How can doctors rapidly identify patients at risk of adverse drug effects? One U of T researcher is developing a lifesaving solution
Adverse drug reactions are the fourth to sixth most common cause of death globally, according to the National Library of Medicine. Meanwhile, 60 per cent of deaths due to adverse drug effects can be avoided.
A University of Toronto researcher is working on the solution: to make personalized precision medicine possible globally.
Chukwunonso Nwabufo is the founder and CEO of OneDrug, an innovative biotechnology startup that is making healthcare smarter and more personalized by empowering doctors with technologies to individualize patient treatment, leading to improved effectiveness and reduced adverse drug reactions.
And OneDrug is leading in this particular area, Nwabufo says.
“Clinicians and other healthcare providers are not yet well equipped to cater to patient’s individual needs with respect to treatment. We see this in Canada, specifically Ontario, where doctors can not routinely conduct genotype screenings for specific proteins that process drugs in the body,” says Nwabufo, a PhD candidate and CIHR Scholar in pharmaceutical sciences at the Leslie Dan Faculty of Pharmacy.
“This gap in healthcare costs Canada over 13 billion annually due to serious hospitalizations and thousands of deaths resulting from adverse drug reactions. We need to break this cycle and assist our healthcare providers in making more informed treatment decisions.”
Prior to joining the Leslie Dan Faculty of Pharmacy, Nwabufo worked at a Fortune 500 company, where he was involved in numerous drug development programs that were successfully commercialized for COVID-19 and HIV.
During the process, he discovered many drugs didn’t pass clinical trials due to efficacy and safety issues. However, patients exhibit genetic variations in specific proteins responsible for processing drugs in the body, which determines clinical efficacy and safety profiles. This could have left drug effectiveness for some patients overlooked.
OneDrug’s point-of-care devices, the size of one’s palm, will help clinicians tailor a drug regimen based on a patient’s genotype and phenotype for clinically important drug processing proteins.

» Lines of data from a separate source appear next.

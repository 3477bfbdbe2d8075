// SPDX-License-Identifier: AGPL-3.0-or-later

//! Types describing what the current user is permitted to do.
use async_graphql::dynamic::TypeRef;

use crate::collections::{CollectionConfig, GlobalConfig};
use crate::errors::SchemaError;
use crate::graphql::constants::{
    ACCESS_TYPE, CAN_ACCESS_ADMIN_FIELD, JSON_SCALAR, PERMISSION_TYPE, WHERE_ARG,
};
use crate::graphql::registry::TypeRegistry;
use crate::graphql::types::{GqlType, ObjectType, OutputField};

/// Permission fields of a collection policy.
pub fn collection_policy_operations(config: &CollectionConfig) -> Vec<&'static str> {
    let mut operations = vec!["create", "read", "update", "delete"];

    if config.versions.is_some() {
        operations.push("readVersions");
    }

    if config.auth.is_some() {
        operations.push("unlock");
    }

    operations
}

/// Permission fields of a global policy.
pub fn global_policy_operations(config: &GlobalConfig) -> Vec<&'static str> {
    let mut operations = vec!["read", "update"];

    if config.versions.is_some() {
        operations.push("readVersions");
    }

    operations
}

/// Adds a policy type with one `Permission` field per operation.
pub fn build_policy_type(
    registry: &mut TypeRegistry,
    name: &str,
    operations: &[&str],
) -> Result<(), SchemaError> {
    let permission = permission_type(registry)?;

    let fields = operations
        .iter()
        .map(|operation| OutputField::new(operation, GqlType::named(&permission)))
        .collect();

    registry.insert(ObjectType::new(name, fields))
}

/// Adds the `Access` type returned by the root access query.
///
/// `entries` map the field names to the policy types of all collections and globals.
pub fn build_access_type(
    registry: &mut TypeRegistry,
    entries: &[(String, String)],
) -> Result<(), SchemaError> {
    let mut fields = vec![OutputField::new(
        CAN_ACCESS_ADMIN_FIELD,
        GqlType::named_nn(TypeRef::BOOLEAN),
    )];

    for (field, policy) in entries {
        fields.push(OutputField::new(field, GqlType::named(policy)));
    }

    registry.insert(ObjectType::new(ACCESS_TYPE, fields))
}

fn permission_type(registry: &mut TypeRegistry) -> Result<String, SchemaError> {
    registry.get_or_build(PERMISSION_TYPE, |_| {
        Ok(ObjectType::new(
            PERMISSION_TYPE,
            vec![
                OutputField::new("permission", GqlType::named_nn(TypeRef::BOOLEAN)),
                OutputField::new(WHERE_ARG, GqlType::named(JSON_SCALAR)),
            ],
        )
        .into())
    })
}

#[cfg(test)]
mod tests {
    use std::sync::Arc;

    use crate::collections::{AuthConfig, CollectionConfig, VersionsConfig};
    use crate::graphql::registry::TypeRegistry;

    use super::{build_access_type, build_policy_type, collection_policy_operations};

    #[test]
    fn collection_operations() {
        let mut users = CollectionConfig::new("users", vec![]);
        assert_eq!(
            collection_policy_operations(&users),
            ["create", "read", "update", "delete"]
        );

        users.auth = Some(AuthConfig::default());
        users.versions = Some(VersionsConfig::default());
        assert_eq!(
            collection_policy_operations(&users),
            ["create", "read", "update", "delete", "readVersions", "unlock"]
        );
    }

    #[test]
    fn policies_share_the_permission_type() {
        let mut registry = TypeRegistry::new();
        build_policy_type(&mut registry, "PostAccess", &["read"]).unwrap();
        build_policy_type(&mut registry, "PostDocAccess", &["read"]).unwrap();

        let first = registry.object("PostAccess").unwrap();
        assert_eq!(first.field("read").unwrap().ty.name, "Permission");
        assert!(Arc::ptr_eq(
            &registry.object("Permission").unwrap(),
            &registry.object("Permission").unwrap()
        ));

        build_access_type(&mut registry, &[("posts".into(), "PostAccess".into())]).unwrap();
        assert_eq!(
            registry.object("Access").unwrap().field_names(),
            ["canAccessAdmin", "posts"]
        );

        // Only one policy per name
        assert!(build_policy_type(&mut registry, "PostAccess", &["read"]).is_err());
    }
}
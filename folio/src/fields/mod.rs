// SPDX-License-Identifier: AGPL-3.0-or-later

//! Field trees describing the shape of stored documents.
mod field;
mod traverse;

pub use field::{Block, Field, FieldKind, RelationTo, SelectOption, Tab};
pub use traverse::{find_field, flatten_fields, has_id_field};
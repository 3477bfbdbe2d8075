// SPDX-License-Identifier: AGPL-3.0-or-later

use std::collections::HashMap;
use std::sync::Mutex;

use async_graphql::Value;
use async_trait::async_trait;

use crate::errors::OperationError;
use crate::operations::{Operation, OperationHandler, OperationRequest};

/// Operation handler answering with fixed values and remembering every request.
///
/// Operations without a configured response fail with `NotFound`.
#[derive(Debug, Default)]
pub struct RecordingHandler {
    responses: HashMap<Operation, Value>,
    requests: Mutex<Vec<OperationRequest>>,
}

impl RecordingHandler {
    pub fn new() -> Self {
        Self::default()
    }

    /// Answers all requests of an operation with this value.
    pub fn respond(mut self, operation: Operation, value: Value) -> Self {
        self.responses.insert(operation, value);
        self
    }

    /// Returns all requests received so far.
    pub fn requests(&self) -> Vec<OperationRequest> {
        self.requests.lock().unwrap().clone()
    }
}

#[async_trait]
impl OperationHandler for RecordingHandler {
    async fn handle(&self, request: OperationRequest) -> Result<Value, OperationError> {
        let response = self.responses.get(&request.operation).cloned();
        self.requests.lock().unwrap().push(request);
        response.ok_or(OperationError::NotFound)
    }
}
// SPDX-License-Identifier: AGPL-3.0-or-later

use async_graphql::ErrorExtensions;

/// Configuration errors detected while deriving the GraphQL schema.
///
/// All of them are fatal: a server must not start with an inconsistent schema.
#[derive(thiserror::Error, Debug)]
pub enum SchemaError {
    /// Name can not be used as a GraphQL identifier.
    #[error("'{0}' is not a valid GraphQL name")]
    InvalidName(String),

    /// A data field was declared without a name.
    #[error("field of type '{kind}' in '{parent}' is missing a name")]
    MissingFieldName { parent: String, kind: String },

    /// Two fields with the same name on one nesting level.
    #[error("duplicate field '{field}' in '{parent}'")]
    DuplicateField { parent: String, field: String },

    /// Two collections or globals were configured with the same slug.
    #[error("slug '{0}' is used more than once")]
    DuplicateSlug(String),

    /// Collection or global resolves to a GraphQL name which is already taken.
    #[error("'{slug}' resolves to the name '{name}' which is already taken")]
    NameCollision { slug: String, name: String },

    /// Root query or mutation field generated twice.
    #[error("{root} field '{name}' is registered twice")]
    DuplicateOperation { root: String, name: String },

    /// Two differently owned types claim the same name.
    #[error("type '{0}' is defined more than once")]
    TypeCollision(String),

    /// Relationship or upload field points at a collection which does not exist.
    #[error("field '{field}' relates to unknown collection '{target}'")]
    UnknownRelation { field: String, target: String },

    /// Blocks field references a block which is not part of the block library.
    #[error("block '{0}' is not defined")]
    UnknownBlock(String),

    /// Union type without any members.
    #[error("union '{0}' has no members")]
    EmptyUnion(String),

    /// Finishing the dynamic schema failed.
    #[error(transparent)]
    Build(#[from] async_graphql::dynamic::SchemaError),
}

/// Errors returned by an `OperationHandler` while serving a single request.
#[derive(thiserror::Error, Debug, Clone, PartialEq, Eq)]
pub enum OperationError {
    /// Access control denied the operation.
    #[error("You are not allowed to perform this action")]
    Forbidden,

    /// Operation requires an authenticated user.
    #[error("Unauthorized, you must be logged in to make this request")]
    Unauthorized,

    /// Requested document does not exist.
    #[error("The requested resource was not found")]
    NotFound,

    /// Arguments or submitted data were rejected.
    #[error("{0}")]
    Validation(String),

    /// Handler does not implement this operation.
    #[error("Operation '{0}' is not supported")]
    Unsupported(String),

    /// Storage layer or handler failure.
    #[error("{0}")]
    Internal(String),
}

impl OperationError {
    /// Machine readable error code exposed in the `code` extension of a GraphQL error.
    pub fn code(&self) -> &'static str {
        match self {
            OperationError::Forbidden => "FORBIDDEN",
            OperationError::Unauthorized => "UNAUTHORIZED",
            OperationError::NotFound => "NOT_FOUND",
            OperationError::Validation(_) => "VALIDATION_ERROR",
            OperationError::Unsupported(_) => "UNSUPPORTED",
            OperationError::Internal(_) => "INTERNAL_SERVER_ERROR",
        }
    }
}

impl ErrorExtensions for OperationError {
    fn extend(&self) -> async_graphql::Error {
        async_graphql::Error::new(self.to_string()).extend_with(|_, extensions| {
            extensions.set("code", self.code());
        })
    }
}

#[cfg(test)]
mod tests {
    use async_graphql::ErrorExtensions;
    use serde_json::json;

    use super::OperationError;

    #[test]
    fn error_code_extension() {
        let error = OperationError::NotFound.extend();
        assert_eq!(error.message, "The requested resource was not found");

        let extensions = error.extensions.expect("extensions to be set");
        assert_eq!(
            serde_json::to_value(&extensions).unwrap(),
            json!({ "code": "NOT_FOUND" })
        );
    }
}
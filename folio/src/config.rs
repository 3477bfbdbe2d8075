// SPDX-License-Identifier: AGPL-3.0-or-later

use serde::{Deserialize, Serialize};

use crate::collections::{CollectionConfig, GlobalConfig};
use crate::fields::Block;

/// Configuration object holding the content model and all server settings.
#[derive(Debug, Clone, PartialEq, Serialize, Deserialize)]
#[serde(default)]
pub struct Configuration {
    /// HTTP port, serving the GraphQL API (for example hosted under
    /// http://localhost:3000/graphql). Defaults to 3000.
    pub http_port: u16,

    /// GraphQL API settings.
    pub graphql: GraphQLConfig,

    /// Locales documents can be stored in. Localization is disabled when not set.
    pub localization: Option<LocalizationConfig>,

    /// Ordered registry of collections.
    pub collections: Vec<CollectionConfig>,

    /// Ordered registry of globals.
    pub globals: Vec<GlobalConfig>,

    /// Library of reusable blocks, referenced by slug from blocks fields.
    pub blocks: Vec<Block>,
}

impl Default for Configuration {
    fn default() -> Self {
        Self {
            http_port: 3000,
            graphql: GraphQLConfig::default(),
            localization: None,
            collections: Vec::new(),
            globals: Vec::new(),
            blocks: Vec::new(),
        }
    }
}

/// Settings of the GraphQL API.
#[derive(Debug, Clone, PartialEq, Serialize, Deserialize)]
#[serde(default)]
pub struct GraphQLConfig {
    /// Queries with a higher complexity score get rejected before they are executed. Defaults
    /// to 1000.
    pub max_complexity: usize,

    /// Do not serve the GraphQL playground on `GET` requests.
    pub disable_playground: bool,
}

impl Default for GraphQLConfig {
    fn default() -> Self {
        Self {
            max_complexity: 1000,
            disable_playground: false,
        }
    }
}

/// Locales supported by localized fields.
#[derive(Debug, Clone, PartialEq, Serialize, Deserialize)]
pub struct LocalizationConfig {
    /// Codes of all supported locales, for example `en` or `de-CH`.
    pub locales: Vec<String>,

    /// Locale used when a request does not specify one.
    pub default_locale: String,

    /// Return values of the default locale when the requested locale has none.
    #[serde(default)]
    pub fallback: bool,
}

#[cfg(test)]
mod tests {
    use super::Configuration;

    #[test]
    fn defaults_for_missing_values() {
        let config: Configuration = serde_json::from_str(r#"{ "http_port": 4000 }"#).unwrap();
        assert_eq!(config.http_port, 4000);
        assert_eq!(config.graphql.max_complexity, 1000);
        assert!(config.localization.is_none());
        assert!(config.collections.is_empty());
    }
}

Currently, the only way to conduct this type of test – called a pharmacogenetic test – is to send samples to a lab, which is a timely seven to 14-day wait. Additionally, there is no health coverage in Canada for this test. OneDrug’s device could be used in clinics, hospitals and community pharmacies to get results within 20 minutes.

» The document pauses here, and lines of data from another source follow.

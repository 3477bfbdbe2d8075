// SPDX-License-Identifier: AGPL-3.0-or-later

//! Version history of collections and globals.
use async_graphql::dynamic::TypeRef;

use crate::collections::versions::{
    build_version_collection_fields, build_version_global_fields, with_version_metadata,
};
use crate::errors::SchemaError;
use crate::fields::Field;
use crate::graphql::builders::{
    build_object_type, build_paginated_type, build_where_input, BuildContext,
};
use crate::graphql::constants::ID_ARG;
use crate::graphql::entities::collection::CollectionEntity;
use crate::graphql::entities::global::GlobalEntity;
use crate::graphql::entities::{paginated_args, GraphParts};
use crate::graphql::types::{GqlType, OutputField};
use crate::operations::{EntityRef, Operation};

/// Names of the types and operations of one version history.
struct VersionNames<'a> {
    /// Name of the versioned document type.
    singular: &'a str,

    /// Name of the paginated find query and its result type, without prefix.
    plural: &'a str,
}

/// Adds `version<S>`, `versions<P>` and `restoreVersion<S>` of a collection.
pub fn register_collection_versions(
    ctx: &BuildContext,
    parts: &mut GraphParts,
    collection: &CollectionEntity,
) -> Result<(), SchemaError> {
    let fields = with_version_metadata(build_version_collection_fields(&collection.config));

    register_versions(
        ctx,
        parts,
        VersionNames {
            singular: &collection.names.singular,
            plural: &collection.names.plural,
        },
        &fields,
        collection.config.drafts(),
        collection.entity_ref(),
    )
}

/// Adds `version<S>`, `versions<S>` and `restoreVersion<S>` of a global.
pub fn register_global_versions(
    ctx: &BuildContext,
    parts: &mut GraphParts,
    global: &GlobalEntity,
) -> Result<(), SchemaError> {
    let fields = with_version_metadata(build_version_global_fields(&global.config));

    register_versions(
        ctx,
        parts,
        VersionNames {
            singular: &global.name,
            plural: &global.name,
        },
        &fields,
        global.config.drafts(),
        global.entity_ref(),
    )
}

fn register_versions(
    ctx: &BuildContext,
    parts: &mut GraphParts,
    names: VersionNames,
    fields: &[Field],
    drafts: bool,
    entity: EntityRef,
) -> Result<(), SchemaError> {
    let version_type = format!("{}Version", names.singular);
    let paginated_type = format!("versions{}", names.plural);
    let entity = Some(entity);

    build_object_type(ctx, &mut parts.registry, &version_type, fields, vec![], drafts)?;
    build_paginated_type(&mut parts.registry, &paginated_type, &version_type)?;

    let where_type = build_where_input(
        &mut parts.registry,
        &format!("versions{}", names.singular),
        fields,
        None,
    )?;

    parts.query.insert(
        OutputField::new(
            &format!("version{}", names.singular),
            GqlType::named(&version_type),
        )
        .argument(ID_ARG, GqlType::named(TypeRef::STRING))
        .arguments(ctx.read_locale_args())
        .operation(Operation::FindVersionById, entity.clone()),
    )?;

    parts.query.insert(
        OutputField::new(&paginated_type, GqlType::named(&paginated_type))
            .arguments(paginated_args(&where_type))
            .arguments(ctx.read_locale_args())
            .operation(Operation::FindVersions, entity.clone()),
    )?;

    parts.mutation.insert(
        OutputField::new(
            &format!("restoreVersion{}", names.singular),
            GqlType::named(names.singular),
        )
        .argument(ID_ARG, GqlType::named(TypeRef::STRING))
        .operation(Operation::RestoreVersion, entity),
    )?;

    Ok(())
}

How would it work? A healthcare provider would collect a blood sample, nasal or buccal swab, or saliva. The device allows healthcare providers to see if the patient’s DNA matches with validated genotypes associated with abnormal forms of protein – which put them at risk of adverse drug reactions. The device also doesn’t require any expertise to operate, as many steps are automated.

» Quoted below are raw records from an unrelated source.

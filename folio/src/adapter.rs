// SPDX-License-Identifier: AGPL-3.0-or-later

//! Capabilities the schema derivation needs from the storage layer.
use std::fmt::Debug;

use async_graphql::dynamic::TypeRef;
use serde::{Deserialize, Serialize};

use crate::fields::{find_field, Field, FieldKind};

/// Scalar type of document identifiers.
#[derive(Debug, Clone, Copy, PartialEq, Eq, Serialize, Deserialize)]
#[serde(rename_all = "lowercase")]
pub enum IdType {
    /// String identifiers, for example object ids of document databases.
    Text,

    /// Integer identifiers, for example serial primary keys.
    Number,
}

impl IdType {
    /// Name of the GraphQL scalar representing identifiers of this type.
    pub fn scalar(&self) -> &'static str {
        match self {
            IdType::Text => TypeRef::STRING,
            IdType::Number => TypeRef::INT,
        }
    }
}

impl Default for IdType {
    fn default() -> Self {
        IdType::Text
    }
}

/// Storage adapter as seen by the schema builder.
///
/// Only the identifier type is asked for: the builder never touches stored documents.
pub trait DatabaseAdapter: Debug + Send + Sync {
    /// Identifier type of documents in collections without their own `id` field.
    fn default_id_type(&self) -> IdType;

    /// Identifier type of documents in a collection with the given field tree.
    ///
    /// Collections declaring their own `id` field use its type.
    fn collection_id_type(&self, fields: &[Field]) -> IdType {
        match find_field(fields, "id").map(|field| &field.kind) {
            Some(FieldKind::Number { .. }) => IdType::Number,
            Some(_) => IdType::Text,
            None => self.default_id_type(),
        }
    }
}

#[cfg(test)]
mod tests {
    use crate::fields::{Field, FieldKind};
    use crate::test_utils::TestAdapter;

    use super::{DatabaseAdapter, IdType};

    #[test]
    fn custom_id_field_wins() {
        let adapter = TestAdapter(IdType::Text);
        assert_eq!(adapter.collection_id_type(&[]), IdType::Text);
        assert_eq!(
            adapter.collection_id_type(&[Field::new("id", FieldKind::Number { has_many: false })]),
            IdType::Number
        );

        let adapter = TestAdapter(IdType::Number);
        assert_eq!(adapter.collection_id_type(&[]), IdType::Number);
        assert_eq!(
            adapter.collection_id_type(&[Field::new("id", FieldKind::Text)]),
            IdType::Text
        );
    }
}
// SPDX-License-Identifier: AGPL-3.0-or-later

use async_graphql::http::{playground_source, GraphQLPlaygroundConfig};
use async_graphql_axum::{GraphQLRequest, GraphQLResponse};
use axum::extract::Extension;
use axum::http::{HeaderMap, StatusCode};
use axum::response::{self, IntoResponse, Response};
use http::header;
use log::warn;

use crate::http::context::HttpServiceContext;
use crate::http::service::GRAPHQL_ROUTE;
use crate::operations::RequestAuth;

/// Handle GraphQL playground requests, unless the playground is disabled.
pub async fn handle_graphql_playground(
    Extension(context): Extension<HttpServiceContext>,
) -> Response {
    if context.config.disable_playground {
        return StatusCode::NOT_FOUND.into_response();
    }

    response::Html(playground_source(GraphQLPlaygroundConfig::new(GRAPHQL_ROUTE))).into_response()
}

/// Handle GraphQL requests.
///
/// The `Authorization` header is passed on to the operation handler.
pub async fn handle_graphql_query(
    Extension(context): Extension<HttpServiceContext>,
    headers: HeaderMap,
    req: GraphQLRequest,
) -> GraphQLResponse {
    let mut request = req.into_inner();

    if let Some(value) = headers.get(header::AUTHORIZATION) {
        match value.to_str() {
            Ok(authorization) => request = request.data(RequestAuth::new(authorization)),
            Err(_) => warn!("Ignore authorization header with invalid characters"),
        }
    }

    context.schema.execute(request).await.into()
}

“All this requires is the healthcare professional to collect the patient’s sample and insert it into the device. Within 20 minutes, the results would be ready to assess,” Nwabufo says.
“At this stage of science, we should be running tests routinely to see if patients have genetic liabilities that will prevent them from responding well to certain drugs.”
For example, tamoxifen, a drug often prescribed to breast cancer patients, has a protein (called CYP2D6) that is key to the body’s ability to metabolize the drug. Nwabufo explains that patients who have abnormal forms of the protein may not respond well to tamoxifen.
OneDrug’s device would play a life-saving role in helping clinicians determine how much tamoxifen to administer or if a patient should be placed on a different type of therapy.
“This is what precision medicine is all about. It’s not one-size-fits-all but is really focusing a lot on what works best for a patient based on several factors.”
“We need to acknowledge that advancing precision medicine involves implementing personalized therapy at the point of care. This necessitates giving significant attention to intrinsic patient variables, such as genotype.”
OneDrug is developing their devices with the help of the Heath Innovation Hub (H2i) and the Black Founders Network (BFN), a catalyst for Black-owned businesses. Nwabufo is working under the mentorship of Paul Santerre, director of H2i and professor at the Institute of Biomedical Engineering. OneDrug also has a five-year renewal partnership with the University of Toronto, which helped them offer internships for students from September 2022 to March 2023.
With the help of funding from H2i and the BFN, Nwabufo is building a web and mobile-based smart health app that will support clinicians and other healthcare providers – likely to be available at the end of the year, along with the medical device.
Right now, OneDrug is applying for funding opportunities to start clinical trials. They hope to establish strategic partnerships with U of T-affiliated hospitals to support clinical trials.
“Thinking that this could benefit individuals who have not experienced favorable outcomes from their ongoing therapies really inspires you to work around the clock and solve the problem,” Nwabufo says.
“This is the key, to always think about what impact you could have on the lives of patients suffering from life threatening conditions.”